INSTRUCTIONS FOR THE TASK: Count the lines below containing "super". Number only.

[EXERCISE MATERIALS — start]

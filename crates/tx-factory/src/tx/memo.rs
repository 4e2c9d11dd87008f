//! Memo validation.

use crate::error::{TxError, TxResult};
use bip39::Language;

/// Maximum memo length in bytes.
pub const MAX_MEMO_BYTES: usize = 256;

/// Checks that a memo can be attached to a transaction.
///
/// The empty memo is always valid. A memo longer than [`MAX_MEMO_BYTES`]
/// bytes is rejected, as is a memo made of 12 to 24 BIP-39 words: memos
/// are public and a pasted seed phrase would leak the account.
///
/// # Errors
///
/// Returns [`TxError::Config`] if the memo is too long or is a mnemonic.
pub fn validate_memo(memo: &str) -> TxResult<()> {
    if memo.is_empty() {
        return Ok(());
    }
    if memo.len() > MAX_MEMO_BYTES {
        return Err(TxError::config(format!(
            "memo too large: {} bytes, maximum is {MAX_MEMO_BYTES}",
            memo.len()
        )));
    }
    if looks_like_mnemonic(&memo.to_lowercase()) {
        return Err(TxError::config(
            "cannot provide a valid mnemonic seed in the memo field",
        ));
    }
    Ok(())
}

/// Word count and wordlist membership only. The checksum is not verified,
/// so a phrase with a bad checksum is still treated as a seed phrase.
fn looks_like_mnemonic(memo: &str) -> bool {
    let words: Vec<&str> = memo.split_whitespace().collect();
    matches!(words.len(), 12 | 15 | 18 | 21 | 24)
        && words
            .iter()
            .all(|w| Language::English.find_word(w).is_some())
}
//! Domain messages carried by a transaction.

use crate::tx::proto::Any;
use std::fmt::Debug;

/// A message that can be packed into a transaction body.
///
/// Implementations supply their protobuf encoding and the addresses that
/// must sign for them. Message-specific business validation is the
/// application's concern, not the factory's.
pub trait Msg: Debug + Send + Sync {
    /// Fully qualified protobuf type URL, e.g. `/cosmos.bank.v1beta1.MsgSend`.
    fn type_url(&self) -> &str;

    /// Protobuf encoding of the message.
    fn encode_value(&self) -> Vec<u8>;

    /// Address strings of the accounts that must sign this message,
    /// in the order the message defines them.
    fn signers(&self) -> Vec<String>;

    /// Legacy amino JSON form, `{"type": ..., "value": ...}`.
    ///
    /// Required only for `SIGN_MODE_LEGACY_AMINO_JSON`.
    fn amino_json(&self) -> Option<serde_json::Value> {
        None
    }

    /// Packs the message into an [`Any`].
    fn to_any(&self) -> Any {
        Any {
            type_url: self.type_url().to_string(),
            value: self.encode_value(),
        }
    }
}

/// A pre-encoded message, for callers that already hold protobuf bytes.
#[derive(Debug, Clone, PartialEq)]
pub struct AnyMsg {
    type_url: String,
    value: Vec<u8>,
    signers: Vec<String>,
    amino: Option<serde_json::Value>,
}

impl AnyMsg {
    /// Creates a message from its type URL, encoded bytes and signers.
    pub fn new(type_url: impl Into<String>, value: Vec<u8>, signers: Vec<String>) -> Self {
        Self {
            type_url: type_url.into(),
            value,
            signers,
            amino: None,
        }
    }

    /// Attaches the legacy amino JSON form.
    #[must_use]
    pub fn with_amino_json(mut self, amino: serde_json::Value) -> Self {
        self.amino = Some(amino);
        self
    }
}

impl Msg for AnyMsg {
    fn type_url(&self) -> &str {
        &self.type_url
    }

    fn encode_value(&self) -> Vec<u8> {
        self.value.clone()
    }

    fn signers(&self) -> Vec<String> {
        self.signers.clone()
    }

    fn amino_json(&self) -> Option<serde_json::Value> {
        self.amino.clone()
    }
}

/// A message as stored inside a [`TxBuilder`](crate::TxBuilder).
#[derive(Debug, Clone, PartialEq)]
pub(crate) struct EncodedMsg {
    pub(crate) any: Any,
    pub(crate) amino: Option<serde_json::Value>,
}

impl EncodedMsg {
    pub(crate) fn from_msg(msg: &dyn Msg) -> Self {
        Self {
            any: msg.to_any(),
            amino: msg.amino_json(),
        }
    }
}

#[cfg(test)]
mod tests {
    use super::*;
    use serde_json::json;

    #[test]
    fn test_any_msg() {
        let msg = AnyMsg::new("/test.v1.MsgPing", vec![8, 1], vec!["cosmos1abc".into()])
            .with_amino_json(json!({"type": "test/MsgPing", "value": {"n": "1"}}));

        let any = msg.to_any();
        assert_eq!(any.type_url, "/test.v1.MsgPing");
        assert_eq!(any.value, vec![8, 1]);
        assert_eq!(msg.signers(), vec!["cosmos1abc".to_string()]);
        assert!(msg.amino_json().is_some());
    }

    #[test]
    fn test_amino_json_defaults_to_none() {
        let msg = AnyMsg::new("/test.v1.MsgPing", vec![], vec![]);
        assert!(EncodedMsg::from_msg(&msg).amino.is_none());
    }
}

[EXERCISE MATERIALS — finish]
[EXERCISE MATERIALS — start]

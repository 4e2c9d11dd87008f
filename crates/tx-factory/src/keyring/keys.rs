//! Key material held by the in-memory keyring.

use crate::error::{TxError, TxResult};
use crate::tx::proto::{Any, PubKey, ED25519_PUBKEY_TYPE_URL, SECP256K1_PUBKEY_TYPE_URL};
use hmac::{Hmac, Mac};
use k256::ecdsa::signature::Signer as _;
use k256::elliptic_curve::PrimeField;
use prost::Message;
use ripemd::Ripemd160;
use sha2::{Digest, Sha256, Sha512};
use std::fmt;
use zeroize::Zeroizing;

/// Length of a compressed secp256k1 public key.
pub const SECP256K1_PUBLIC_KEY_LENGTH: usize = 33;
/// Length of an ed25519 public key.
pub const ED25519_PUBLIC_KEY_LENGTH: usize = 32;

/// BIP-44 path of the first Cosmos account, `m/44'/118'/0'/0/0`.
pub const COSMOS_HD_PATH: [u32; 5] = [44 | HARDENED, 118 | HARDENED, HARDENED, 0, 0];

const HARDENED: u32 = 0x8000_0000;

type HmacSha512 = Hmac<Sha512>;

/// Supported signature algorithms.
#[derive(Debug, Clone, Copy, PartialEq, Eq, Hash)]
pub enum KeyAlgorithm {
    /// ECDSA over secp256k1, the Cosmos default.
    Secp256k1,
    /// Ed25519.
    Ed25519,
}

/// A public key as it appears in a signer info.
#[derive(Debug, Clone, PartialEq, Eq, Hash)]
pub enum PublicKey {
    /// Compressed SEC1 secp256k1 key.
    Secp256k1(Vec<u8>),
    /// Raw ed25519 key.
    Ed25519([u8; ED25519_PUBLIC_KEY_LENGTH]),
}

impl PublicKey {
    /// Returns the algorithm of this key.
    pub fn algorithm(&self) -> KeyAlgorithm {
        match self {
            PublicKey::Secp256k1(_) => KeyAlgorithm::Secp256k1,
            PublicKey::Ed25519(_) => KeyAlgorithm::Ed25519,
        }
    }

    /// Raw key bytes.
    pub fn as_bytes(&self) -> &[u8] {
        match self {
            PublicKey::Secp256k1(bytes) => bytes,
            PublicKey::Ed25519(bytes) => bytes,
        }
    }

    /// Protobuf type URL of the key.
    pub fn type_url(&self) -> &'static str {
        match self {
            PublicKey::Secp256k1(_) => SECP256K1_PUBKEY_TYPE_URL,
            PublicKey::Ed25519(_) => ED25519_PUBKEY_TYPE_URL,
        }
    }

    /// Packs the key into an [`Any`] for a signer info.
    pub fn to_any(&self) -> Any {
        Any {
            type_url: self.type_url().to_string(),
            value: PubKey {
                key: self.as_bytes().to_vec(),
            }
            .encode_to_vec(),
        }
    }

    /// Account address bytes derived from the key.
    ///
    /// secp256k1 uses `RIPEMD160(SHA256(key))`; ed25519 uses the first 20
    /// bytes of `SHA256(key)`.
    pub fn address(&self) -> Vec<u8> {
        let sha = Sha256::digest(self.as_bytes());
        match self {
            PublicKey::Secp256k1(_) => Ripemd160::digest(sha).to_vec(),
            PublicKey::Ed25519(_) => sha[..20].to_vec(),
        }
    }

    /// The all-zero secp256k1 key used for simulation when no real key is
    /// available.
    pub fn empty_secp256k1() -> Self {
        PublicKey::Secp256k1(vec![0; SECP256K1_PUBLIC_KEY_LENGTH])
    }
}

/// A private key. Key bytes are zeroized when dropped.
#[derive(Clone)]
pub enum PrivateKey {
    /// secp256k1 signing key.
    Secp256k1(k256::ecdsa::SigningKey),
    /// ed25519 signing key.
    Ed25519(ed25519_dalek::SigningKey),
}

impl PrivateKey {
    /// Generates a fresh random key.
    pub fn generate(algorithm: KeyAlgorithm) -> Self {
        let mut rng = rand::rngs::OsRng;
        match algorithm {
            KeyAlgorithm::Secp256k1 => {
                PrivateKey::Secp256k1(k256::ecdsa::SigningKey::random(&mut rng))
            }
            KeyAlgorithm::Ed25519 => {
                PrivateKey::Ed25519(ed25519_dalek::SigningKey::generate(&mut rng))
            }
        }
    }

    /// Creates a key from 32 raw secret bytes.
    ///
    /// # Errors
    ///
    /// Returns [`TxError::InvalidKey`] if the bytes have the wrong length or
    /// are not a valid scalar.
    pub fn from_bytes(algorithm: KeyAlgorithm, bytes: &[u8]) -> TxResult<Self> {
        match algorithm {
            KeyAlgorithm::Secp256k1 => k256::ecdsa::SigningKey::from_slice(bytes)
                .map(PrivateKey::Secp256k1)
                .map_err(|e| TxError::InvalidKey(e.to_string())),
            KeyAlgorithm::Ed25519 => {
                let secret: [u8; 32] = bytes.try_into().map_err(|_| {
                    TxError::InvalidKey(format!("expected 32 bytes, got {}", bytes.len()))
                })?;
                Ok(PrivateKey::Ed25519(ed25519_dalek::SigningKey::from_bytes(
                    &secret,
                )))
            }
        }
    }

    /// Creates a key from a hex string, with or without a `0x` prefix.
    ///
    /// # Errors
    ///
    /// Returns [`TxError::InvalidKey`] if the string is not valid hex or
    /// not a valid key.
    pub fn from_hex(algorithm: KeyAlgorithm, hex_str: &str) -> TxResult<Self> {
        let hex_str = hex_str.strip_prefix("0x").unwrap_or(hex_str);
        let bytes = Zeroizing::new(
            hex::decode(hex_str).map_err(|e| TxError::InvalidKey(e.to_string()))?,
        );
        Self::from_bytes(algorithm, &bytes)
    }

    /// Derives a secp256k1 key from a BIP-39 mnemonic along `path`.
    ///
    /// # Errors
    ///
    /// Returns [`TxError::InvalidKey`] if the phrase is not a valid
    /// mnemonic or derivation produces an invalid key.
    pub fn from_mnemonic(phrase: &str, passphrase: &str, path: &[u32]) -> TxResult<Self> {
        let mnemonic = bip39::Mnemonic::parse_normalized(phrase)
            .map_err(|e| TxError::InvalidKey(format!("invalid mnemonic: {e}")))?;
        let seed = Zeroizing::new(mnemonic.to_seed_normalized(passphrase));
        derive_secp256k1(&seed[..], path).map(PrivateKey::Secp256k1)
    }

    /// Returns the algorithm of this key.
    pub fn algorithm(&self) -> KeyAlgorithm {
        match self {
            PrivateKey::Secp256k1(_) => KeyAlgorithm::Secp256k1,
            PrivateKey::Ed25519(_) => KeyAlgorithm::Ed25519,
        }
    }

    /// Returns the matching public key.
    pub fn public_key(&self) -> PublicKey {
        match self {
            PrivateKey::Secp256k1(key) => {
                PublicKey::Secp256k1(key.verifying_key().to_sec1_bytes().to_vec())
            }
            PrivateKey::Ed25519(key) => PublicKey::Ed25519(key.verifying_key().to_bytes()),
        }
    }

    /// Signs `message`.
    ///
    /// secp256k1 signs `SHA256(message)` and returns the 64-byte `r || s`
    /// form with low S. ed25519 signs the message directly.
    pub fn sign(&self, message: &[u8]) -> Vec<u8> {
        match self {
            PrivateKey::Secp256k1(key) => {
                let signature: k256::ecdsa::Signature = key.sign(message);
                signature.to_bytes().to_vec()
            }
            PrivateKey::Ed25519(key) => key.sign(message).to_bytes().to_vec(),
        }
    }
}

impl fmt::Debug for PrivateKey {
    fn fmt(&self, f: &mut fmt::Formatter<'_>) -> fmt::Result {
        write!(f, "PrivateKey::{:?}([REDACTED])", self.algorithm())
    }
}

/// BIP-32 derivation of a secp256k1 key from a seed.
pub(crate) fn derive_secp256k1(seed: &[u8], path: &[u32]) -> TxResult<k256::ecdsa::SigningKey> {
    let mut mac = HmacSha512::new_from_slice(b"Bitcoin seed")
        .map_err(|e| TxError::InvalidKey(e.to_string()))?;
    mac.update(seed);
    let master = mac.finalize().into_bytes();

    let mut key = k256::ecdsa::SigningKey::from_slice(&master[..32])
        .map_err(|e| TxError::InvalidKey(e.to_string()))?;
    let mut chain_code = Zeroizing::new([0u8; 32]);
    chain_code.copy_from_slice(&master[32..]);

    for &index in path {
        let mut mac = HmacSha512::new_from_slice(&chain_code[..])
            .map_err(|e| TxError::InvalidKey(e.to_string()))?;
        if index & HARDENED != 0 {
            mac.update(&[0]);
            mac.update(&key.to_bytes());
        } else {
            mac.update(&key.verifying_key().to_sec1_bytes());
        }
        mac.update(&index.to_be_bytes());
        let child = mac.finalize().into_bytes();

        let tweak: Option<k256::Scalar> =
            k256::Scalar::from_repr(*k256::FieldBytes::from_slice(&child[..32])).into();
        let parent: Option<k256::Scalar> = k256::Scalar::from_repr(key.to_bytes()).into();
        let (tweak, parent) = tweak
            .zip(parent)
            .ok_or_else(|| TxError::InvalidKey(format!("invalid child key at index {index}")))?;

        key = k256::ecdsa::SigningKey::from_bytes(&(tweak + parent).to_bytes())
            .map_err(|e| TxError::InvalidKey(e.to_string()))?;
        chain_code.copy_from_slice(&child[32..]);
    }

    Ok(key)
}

[EXERCISE MATERIALS — finish]
[EXERCISE MATERIALS — start]

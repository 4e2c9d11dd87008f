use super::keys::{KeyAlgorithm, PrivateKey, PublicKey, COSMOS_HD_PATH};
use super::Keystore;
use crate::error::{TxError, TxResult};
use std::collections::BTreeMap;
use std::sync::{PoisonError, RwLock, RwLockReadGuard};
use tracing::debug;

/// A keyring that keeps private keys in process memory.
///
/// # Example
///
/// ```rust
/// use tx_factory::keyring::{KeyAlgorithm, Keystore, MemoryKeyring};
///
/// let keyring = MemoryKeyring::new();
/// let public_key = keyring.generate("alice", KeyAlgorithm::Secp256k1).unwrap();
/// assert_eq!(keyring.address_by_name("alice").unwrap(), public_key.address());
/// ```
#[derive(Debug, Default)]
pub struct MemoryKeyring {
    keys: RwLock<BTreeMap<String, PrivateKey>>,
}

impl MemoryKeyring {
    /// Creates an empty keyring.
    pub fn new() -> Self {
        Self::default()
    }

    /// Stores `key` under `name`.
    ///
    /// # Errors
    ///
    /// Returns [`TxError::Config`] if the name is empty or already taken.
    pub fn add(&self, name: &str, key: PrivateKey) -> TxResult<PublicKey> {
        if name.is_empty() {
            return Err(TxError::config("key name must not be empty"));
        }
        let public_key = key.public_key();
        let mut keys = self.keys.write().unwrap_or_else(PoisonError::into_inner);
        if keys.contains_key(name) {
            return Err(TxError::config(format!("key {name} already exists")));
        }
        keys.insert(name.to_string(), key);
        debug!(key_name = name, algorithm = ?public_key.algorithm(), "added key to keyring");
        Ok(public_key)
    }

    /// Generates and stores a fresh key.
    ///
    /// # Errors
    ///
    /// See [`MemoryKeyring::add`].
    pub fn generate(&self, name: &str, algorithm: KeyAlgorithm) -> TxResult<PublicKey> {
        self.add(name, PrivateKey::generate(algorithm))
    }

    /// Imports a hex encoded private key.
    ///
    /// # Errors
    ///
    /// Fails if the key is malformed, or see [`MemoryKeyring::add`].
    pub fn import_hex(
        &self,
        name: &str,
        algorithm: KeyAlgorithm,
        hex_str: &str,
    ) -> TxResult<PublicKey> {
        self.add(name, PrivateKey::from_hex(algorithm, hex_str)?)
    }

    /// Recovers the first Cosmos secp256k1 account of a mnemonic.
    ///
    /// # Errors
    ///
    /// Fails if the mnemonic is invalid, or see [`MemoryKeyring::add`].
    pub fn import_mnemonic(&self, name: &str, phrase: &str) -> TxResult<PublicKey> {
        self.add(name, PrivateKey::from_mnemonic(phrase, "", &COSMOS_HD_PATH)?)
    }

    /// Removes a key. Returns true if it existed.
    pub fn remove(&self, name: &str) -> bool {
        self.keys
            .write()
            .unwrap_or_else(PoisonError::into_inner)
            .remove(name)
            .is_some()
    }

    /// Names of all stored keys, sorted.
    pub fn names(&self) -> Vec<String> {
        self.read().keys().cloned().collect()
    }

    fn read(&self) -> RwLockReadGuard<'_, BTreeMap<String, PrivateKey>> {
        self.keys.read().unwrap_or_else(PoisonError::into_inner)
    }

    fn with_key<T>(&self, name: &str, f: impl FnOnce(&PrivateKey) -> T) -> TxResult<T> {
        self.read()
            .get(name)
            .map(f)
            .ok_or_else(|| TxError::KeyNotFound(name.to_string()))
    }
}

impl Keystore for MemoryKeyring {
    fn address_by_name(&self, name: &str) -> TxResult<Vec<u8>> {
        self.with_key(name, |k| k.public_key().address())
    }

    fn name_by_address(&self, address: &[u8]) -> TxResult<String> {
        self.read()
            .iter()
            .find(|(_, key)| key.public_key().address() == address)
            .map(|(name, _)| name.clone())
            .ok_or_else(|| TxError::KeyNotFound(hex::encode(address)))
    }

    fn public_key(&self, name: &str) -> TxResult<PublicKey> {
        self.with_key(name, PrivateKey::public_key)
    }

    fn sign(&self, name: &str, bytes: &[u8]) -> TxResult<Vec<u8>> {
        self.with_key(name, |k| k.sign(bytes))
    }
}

[EXERCISE MATERIALS — finish]

WRITTEN RESPONSE: 3